2.3 Testing and validation
MEFIT requires one or more sets of functionally related genes as input (positives), as well as a collection of unrelated gene pairs (negatives). For these experiments, we used 200 functions drawn from GO as positive sets (Supplementary Table 2); genes coannotated below these terms were considered to be functionally related. These terms were hand selected by a panel of six yeast genetics experts who were asked to evaluate whether each GO term would be informative enough to direct laboratory experiments. We constructed a set of all GO terms receiving four or more votes and added their descendants; we then trimmed this set by discarding any term for which all paths to the ontology root were blocked by another term in the set. Any pair of genes sharing an annotation beneath some term in this set was considered to be related (positive). To generate negative examples, any gene pairs not coannotated below some GO term including at least 10% of the S.cerevisiae genome (roughly 645 genes) were considered to be unrelated (Supplementary Table 3). This resulted in a set of 619278 related and 8853875 unrelated pairs.
Of the genes included in this set of pairs, 20% (951 genes) were randomly selected as test genes and held out of all training. Our test set consisted of any pair including at least one of these genes (241408 positive and 3320786 negative pairs), and the remaining pairs were used for training. Performance was evaluated using areas under the ROC curves (AUC). All AUCs were calculated analytically using the Wilcoxon Rank Sum formula (Lehmann, 1975). We generally observed only small differences between training and test performance (Supplementary Table 4). These training and test sets were used for the construction and validation of the global integration methods discussed below, and they were further subdivided for per-function analyses.

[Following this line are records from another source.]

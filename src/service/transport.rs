//! Request/response transport to the analysis service.
//!
//! The client only ever speaks in [`Operation`]s and JSON bodies; how they
//! travel is up to the [`Transport`]. Production uses [`HttpTransport`].

use std::time::Duration;

use async_trait::async_trait;
use reqwest::Client;
use serde_json::Value;
use tracing::debug;

use super::error::{ServiceError, ServiceResult};

/// Every endpoint the analysis service exposes.
#[derive(Debug, Clone, Copy, PartialEq, Eq, Hash)]
pub enum Operation {
    Initialize,
    SetProjectRoot,
    SetPythonPath,
    Open,
    Change,
    Complete,
    Hover,
    Definition,
    Signature,
    Diagnostics,
    Dispose,
}

impl Operation {
    /// URL path of the endpoint.
    pub fn path(self) -> &'static str {
        match self {
            Self::Initialize => "/initialize",
            Self::SetProjectRoot => "/config/set_project_root",
            Self::SetPythonPath => "/config/set_python_path",
            Self::Open => "/open_file",
            Self::Change => "/change_file",
            Self::Complete => "/complete",
            Self::Hover => "/hover",
            Self::Definition => "/definition",
            Self::Signature => "/signature",
            Self::Diagnostics => "/diagnostics",
            Self::Dispose => "/dispose",
        }
    }

    /// Only the diagnostics snapshot is fetched with GET.
    pub fn is_get(self) -> bool {
        matches!(self, Self::Diagnostics)
    }
}

/// One request, one response. Implementations map failures onto
/// [`ServiceError::Network`] (nothing came back) and
/// [`ServiceError::Server`] (something came back, but not a success).
#[async_trait]
pub trait Transport: Send + Sync {
    async fn request(&self, operation: Operation, body: Option<Value>) -> ServiceResult<Value>;
}

/// HTTP transport backed by reqwest.
#[derive(Debug)]
pub struct HttpTransport {
    http: Client,
    base_url: String,
}

impl HttpTransport {
    /// Create a transport for the given base URL (e.g. `http://localhost:5000`).
    pub fn new(base_url: impl Into<String>, timeout: Duration) -> ServiceResult<Self> {
        let http = Client::builder()
            .timeout(timeout)
            .build()
            .map_err(|e| ServiceError::Validation(format!("failed to build HTTP client: {e}")))?;
        let base_url = base_url.into().trim_end_matches('/').to_string();
        Ok(Self { http, base_url })
    }

    pub fn base_url(&self) -> &str {
        &self.base_url
    }
}

#[async_trait]
impl Transport for HttpTransport {
    async fn request(&self, operation: Operation, body: Option<Value>) -> ServiceResult<Value> {
        let url = format!("{}{}", self.base_url, operation.path());
        debug!(?operation, %url, "service request");

        let builder = if operation.is_get() {
            self.http.get(&url)
        } else {
            self.http
                .post(&url)
                .json(&body.unwrap_or_else(|| Value::Object(Default::default())))
        };

        let response = builder.send().await?;
        let status = response.status().as_u16();

        if status >= 400 {
            let body = response.text().await.unwrap_or_else(|_| "(no body)".into());
            return Err(ServiceError::Server { status, body });
        }

        let value: Value = response
            .json()
            .await
            .map_err(|e| ServiceError::InvalidResponse(format!("failed to parse response: {e}")))?;

        // The service relays language-server errors inside a 2xx envelope.
        if value.get("error").is_some() && value.get("result").is_none() {
            return Err(ServiceError::Server {
                status,
                body: value.to_string(),
            });
        }

        Ok(value)
    }
}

2.4 Global microarray integration
As discussed above, we implemented a version of our system that trains only one global network, referred to as BAYESIAN integration. For comparison purposes, we also implemented three non-Bayesian integration methods. Most naively, after preprocessing up to the gene averaging stage (excluding Fisher's Z-transform), each microarray dataset was individually normalized per gene to have mean zero and standard deviation one. After this, all experiments were concatenated to create one large expression vector per gene, and pairwise Pearson correlations were calculated using these vectors. For each gene pair, conditions in which at least one missing value remained (due to genes not present in particular datasets) were removed from the correlation calculation. This resulted in the CONCATENATION integration technique.
One can also integrate microarray datasets using statistical meta-analysis similar to that discussed in (Choi et al., 2003). To accomplish this, we proceeded through preprocessing as described above to the point where each dataset was represented by a collection of pairwise Z-scores drawn from N(0, 1). For each gene pair, these Z-scores were averaged over the datasets including that pair, producing the Z-SCORE integration data.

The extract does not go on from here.